The frontend and bridge ship as Docker images; Convex runs self-hosted. The canonical, env-driven deployment guide (Docker Compose and Helm) lives in deploy/:

cd deploy/compose
cp .env.example .env          # fill every required value (see comments inside)
docker compose up -d          # convex backend + dashboard + frontend + bridge
./bootstrap-env.sh            # push the Convex-scoped vars (auth, bridge wiring)

Open the app at your frontend origin and sign in. See deploy/README.md for the full guide, including the two-environment-scope gotcha and the stateful/stateless lifecycle.

For local development (no Docker), see docs/DEVELOPMENT.md.

Frontend distribution (npm / CDN)

Besides the Docker image, the frontend is published to npm as a prebuilt static bundle (@lacneu/atrium) so you can deploy the UI to any static host or CDN without building it yourself. It is origin-agnostic: the Convex URL is read at runtime from a /config.json served next to the bundle, so one artifact serves any deployment.

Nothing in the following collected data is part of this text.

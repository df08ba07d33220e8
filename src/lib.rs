//! # Beamline Workflow Broker
//!
//! This crate sits between beamline control and an external strategy engine. The engine runs
//! as a separate process and drives an experiment by calling back into the beamline: asking
//! for configuration, for sample centring at given goniostat rotations, for an operator's
//! lattice choice, and for the acquisition of the sweeps it proposes. The broker serialises
//! those calls onto a single control task, runs the matching hardware procedures through a
//! task queue, and answers each call exactly once.
//!
//! ## Crate Structure
//!
//! - **`connection`**: the `WorkflowConnection` facade, its OFF/ON/RUNNING/OPEN state
//!   machine, the engine-facing `MessageChannel`, and the dispatch loop.
//! - **`protocol`**: message types, payload records, and enactment/correlation ids.
//! - **`handlers`**: one `MessageHandler` per message type, collected in a `HandlerSet`.
//! - **`queue`**: the task tree and `QueueController` that executes centring and data
//!   collection under an explicit sibling-failure policy.
//! - **`geometry`** and **`acquisition`**: axis settings, rotation/translation records, and
//!   the sweeps of a collection proposal.
//! - **`recentring`**: the external recentring calculator (namelist input, output parsing).
//! - **`engine`**: launching and supervising the engine process.
//! - **`hardware`**: capability traits, a device repository, mock devices, and the
//!   goniostat task executor.
//! - **`operator`** and **`store`**: operator prompts and collection metadata sinks.
//! - **`sim`**: a scripted in-process engine for simulation and tests.
//! - **`config`**, **`logging`**, **`error`**: configuration loading, tracing setup, and the
//!   crate error type.

pub mod acquisition;
pub mod config;
pub mod connection;
pub mod engine;
pub mod error;
pub mod geometry;
pub mod handlers;
pub mod hardware;
pub mod logging;
pub mod operator;
pub mod protocol;
pub mod queue;
pub mod recentring;
pub mod sim;
pub mod store;

pub use config::WorkflowConfig;
pub use connection::{AbortHandle, ConnectionState, RunOutcome, WorkflowConnection};
pub use error::{WorkflowError, WorkflowResult};
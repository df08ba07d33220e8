use super::{mismatch, HandlerContext, MessageHandler};
use crate::error::{WorkflowError, WorkflowResult};
use crate::protocol::{CollectionDone, MessageType, Payload, Response};
use crate::queue::{EntryStatus, NodeId, TaskKind, TaskOutput};
use crate::store::CollectionRecord;
use async_trait::async_trait;
use chrono::Utc;
use tracing::{info, warn};
use uuid::Uuid;

/// Acquires a collection proposal.
///
/// Builds a `data_collection` group with one leaf per sweep, executes it under the queue's
/// sibling-failure policy, and reports every sweep that ran to the collection sink. A failed
/// sweep fails the request, which the dispatcher answers with an abort.
#[derive(Debug, Clone, Copy, Default)]
pub struct CollectionHandler;

#[async_trait]
impl MessageHandler for CollectionHandler {
    async fn handle(&self, payload: Payload, ctx: &mut HandlerContext) -> WorkflowResult<Response> {
        let Payload::CollectionProposal(proposal) = payload else {
            return Err(mismatch(MessageType::CollectionProposal));
        };
        let images = proposal
            .validate()
            .and_then(|()| proposal.image_count())
            .map_err(|e| WorkflowError::task(&proposal.strategy_label, e.to_string()))?;

        let image_dir = join_image_dir(
            &ctx.config.connection.image_root,
            &proposal.relative_image_dir,
        );
        info!(
            strategy = %proposal.strategy_label,
            sweeps = proposal.sweeps.len(),
            images,
            %image_dir,
            "Collection proposal received"
        );

        let group = ctx.queue.create("data_collection", TaskKind::Group);
        let root = ctx.queue.root();
        ctx.queue.enqueue(root, group)?;

        let mut leaves: Vec<(NodeId, Uuid)> = Vec::with_capacity(proposal.sweeps.len());
        for sweep in &proposal.sweeps {
            let leaf = ctx.queue.create(
                sweep.base_name.clone(),
                TaskKind::DataCollection {
                    sweep: sweep.clone(),
                    image_root: image_dir.clone(),
                },
            );
            ctx.queue.enqueue(group, leaf)?;
            leaves.push((leaf, sweep.id));
        }

        let entry = ctx.queue.get_entry(group)?;
        let result = ctx.queue.execute(entry).await;

        for (leaf, sweep_id) in leaves {
            let status = ctx.queue.status(leaf);
            if !matches!(status, EntryStatus::Success | EntryStatus::Failed) {
                continue;
            }
            let leaf_entry = ctx.queue.get_entry(leaf)?;
            let images = match ctx.queue.entry(leaf_entry).and_then(|e| e.output()) {
                Some(TaskOutput::Collected { images }) => *images,
                _ => 0,
            };
            let record = CollectionRecord {
                proposal_id: proposal.id,
                sweep_id,
                sweep_name: ctx.queue.tree().get(leaf)?.display_name(),
                image_dir: image_dir.clone(),
                images,
                status,
                timestamp: Utc::now(),
            };
            if let Err(e) = ctx.sink.record(record).await {
                warn!(error = %e, "Cannot record collection metadata");
            }
        }

        result?;
        info!(strategy = %proposal.strategy_label, "Collection done");
        Ok(Some(Payload::CollectionDone(CollectionDone {
            proposal_id: proposal.id,
            image_root: image_dir,
            status: 0,
        })))
    }
}

fn join_image_dir(root: &str, relative: &str) -> String {
    let relative = relative.trim_start_matches('/');
    if relative.is_empty() {
        root.to_string()
    } else {
        format!("{}/{}", root.trim_end_matches('/'), relative)
    }
}
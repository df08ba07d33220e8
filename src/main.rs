//! CLI entry point for the beamline workflow broker.
//!
//! # Usage
//!
//! Check a configuration file:
//! ```bash
//! beamline-workflow check-config --config config/workflow.toml
//! ```
//!
//! Run the recentring calculator once:
//! ```bash
//! beamline-workflow recentre --config config/workflow.toml \
//!     --ref-okp "0 0 0" --ref-xyz "0.1 0.2 0.3" --okp "90 0 0"
//! ```
//!
//! Run a complete workflow against the scripted engine and mock goniostat:
//! ```bash
//! beamline-workflow simulate --rotations 3 --fail-collection 2 --records records.jsonl
//! ```

use anyhow::{bail, Context, Result};
use beamline_workflow::config::{WorkflowConfig, DEFAULT_CONFIG_PATH};
use beamline_workflow::geometry::{AxisSettings, GoniostatRotation, GoniostatTranslation};
use beamline_workflow::logging;
use beamline_workflow::recentring::RecentringCalculator;
use beamline_workflow::sim::{run_simulation, SimulationOptions};
use beamline_workflow::store::{CollectionSink, JsonLinesSink};
use clap::{Parser, Subcommand};
use std::path::{Path, PathBuf};
use tracing::info;

#[derive(Parser)]
#[command(name = "beamline-workflow")]
#[command(about = "Workflow broker between beamline control and a strategy engine", long_about = None)]
struct Cli {
    #[command(subcommand)]
    command: Commands,
}

#[derive(Subcommand)]
enum Commands {
    /// Load and validate the configuration, then print a summary
    CheckConfig {
        /// Configuration file
        #[arg(long, default_value = DEFAULT_CONFIG_PATH)]
        config: PathBuf,
    },

    /// Predict the sample translation at a new rotation
    Recentre {
        /// Configuration file (must name the recentring tool)
        #[arg(long, default_value = DEFAULT_CONFIG_PATH)]
        config: PathBuf,

        /// Reference rotation, "omega kappa phi"
        #[arg(long)]
        ref_okp: String,

        /// Translation centred at the reference rotation, "x y z"
        #[arg(long)]
        ref_xyz: String,

        /// Target rotation, "omega kappa phi"
        #[arg(long)]
        okp: String,
    },

    /// Run a full workflow against the scripted engine and mock hardware
    Simulate {
        /// Configuration file
        #[arg(long, default_value = DEFAULT_CONFIG_PATH)]
        config: PathBuf,

        /// Number of centring rotations
        #[arg(long, default_value_t = 3)]
        rotations: u32,

        /// Number of sweeps in the collection proposal
        #[arg(long, default_value_t = 3)]
        sweeps: u32,

        /// Make the detector fail on this sweep (1-based)
        #[arg(long)]
        fail_collection: Option<u32>,

        /// Append the collection records to this JSON-lines file
        #[arg(long)]
        records: Option<PathBuf>,
    },
}

#[tokio::main]
async fn main() -> Result<()> {
    let cli = Cli::parse();

    match cli.command {
        Commands::CheckConfig { config } => check_config(&config),
        Commands::Recentre {
            config,
            ref_okp,
            ref_xyz,
            okp,
        } => recentre(&config, &ref_okp, &ref_xyz, &okp).await,
        Commands::Simulate {
            config,
            rotations,
            sweeps,
            fail_collection,
            records,
        } => {
            let options = SimulationOptions {
                rotations,
                sweeps,
                fail_collection,
            };
            simulate(&config, options, records.as_deref()).await
        }
    }
}

fn load_config(path: &Path) -> Result<WorkflowConfig> {
    let config = WorkflowConfig::load_from(path)
        .with_context(|| format!("Failed to load configuration from {}", path.display()))?;
    logging::init_from_config(&config).context("Failed to initialise logging")?;
    Ok(config)
}

fn check_config(path: &Path) -> Result<()> {
    let config = load_config(path)?;
    println!("Configuration OK: {}", config.application.name);
    println!("  configuration location: {}", config.connection.configuration_location);
    println!("  image root:             {}", config.connection.image_root);
    println!("  request timeout:        {:?}", config.connection.request_timeout);
    println!("  engine:                 {}", config.engine.executable.display());
    println!("  rotation axes:          {}", config.rotation_axis_names().join(", "));
    println!(
        "  translation axes:       {}",
        config.recentring.translation_axes.join(", ")
    );
    match &config.recentring.executable {
        Some(tool) => println!("  recentring tool:        {}", tool.display()),
        None => println!("  recentring tool:        none (recentring disabled)"),
    }
    println!(
        "  sibling failures:       {:?}",
        config.queue.sibling_failure_policy
    );
    Ok(())
}

async fn recentre(path: &Path, ref_okp: &str, ref_xyz: &str, okp: &str) -> Result<()> {
    let config = load_config(path)?;
    let Some(calculator) = RecentringCalculator::from_config(&config.recentring) else {
        bail!("No recentring tool configured (recentring.executable)");
    };

    let rotation_axes = config.rotation_axis_names();
    let reference = GoniostatRotation::new(triple(&rotation_axes, ref_okp).context("--ref-okp")?);
    let target = GoniostatRotation::new(triple(&rotation_axes, okp).context("--okp")?);
    let translation_axes: Vec<&str> = calculator
        .translation_axes()
        .iter()
        .map(String::as_str)
        .collect();
    let translation = GoniostatTranslation::for_rotation(
        &reference,
        triple(&translation_axes, ref_xyz).context("--ref-xyz")?,
    );

    let settings = calculator.recentre(&reference, &translation, &target).await;
    if settings.is_empty() {
        println!("No recentring available");
    } else {
        info!(%settings, "Recentring calculated");
        println!("{settings}");
    }
    Ok(())
}

async fn simulate(path: &Path, options: SimulationOptions, records: Option<&Path>) -> Result<()> {
    let config = load_config(path)?;
    let report = run_simulation(&config, options)
        .await
        .context("Simulated workflow failed")?;

    println!("Workflow {}", report.outcome);
    println!("  engine calls:    {}", report.exchanges.len());
    println!("  aborted calls:   {}", report.aborted_calls());
    for record in &report.records {
        println!(
            "  {:<12} {:>5} images  {:?}  {}",
            record.sweep_name, record.images, record.status, record.image_dir
        );
    }

    if let Some(records) = records {
        let sink = JsonLinesSink::new(records);
        for record in report.records {
            sink.record(record)
                .await
                .with_context(|| format!("Failed to write {}", records.display()))?;
        }
        info!(path = %records.display(), "Collection records written");
    }
    Ok(())
}

/// Parse three whitespace-separated numbers onto `axes`.
fn triple(axes: &[&str], text: &str) -> Result<AxisSettings> {
    let values = text
        .split_whitespace()
        .map(str::parse::<f64>)
        .collect::<std::result::Result<Vec<_>, _>>()
        .with_context(|| format!("'{text}' is not a list of numbers"))?;
    if values.len() != axes.len() {
        bail!("expected {} values, found {} in '{text}'", axes.len(), values.len());
    }
    Ok(AxisSettings::new(axes.iter().copied().zip(values)))
}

The bundle is only the UI — you still run the Convex backend and the bridge (see Quickstart). Serve a config.json next to index.html:

{ "convexUrl": "https://convex.example.com" }
  • npmnpm install @lacneu/atrium, then copy the package's dist/ to your static host / bucket / CDN and drop your config.json beside index.html.
  • Pin a version straight from a CDN (e.g. in a deploy script) — no install:
    • https://unpkg.com/@lacneu/atrium@<version>/dist/
    • https://cdn.jsdelivr.net/npm/@lacneu/atrium@<version>/dist/
  • Docker — the published frontend image serves the same dist/ and writes /config.json from the CONVEX_URL env at startup (this is what the Quickstart uses).

Documentation

Security

Gateway tokens and device identities live only in the bridge process — never in Convex tables and never in the browser. Outbound media is served through Convex storage with no server paths exposed. See SECURITY.md.

Contributing

Contributions are welcome — see CONTRIBUTING.md and the Code of Conduct.

License

MIT. See LICENSE.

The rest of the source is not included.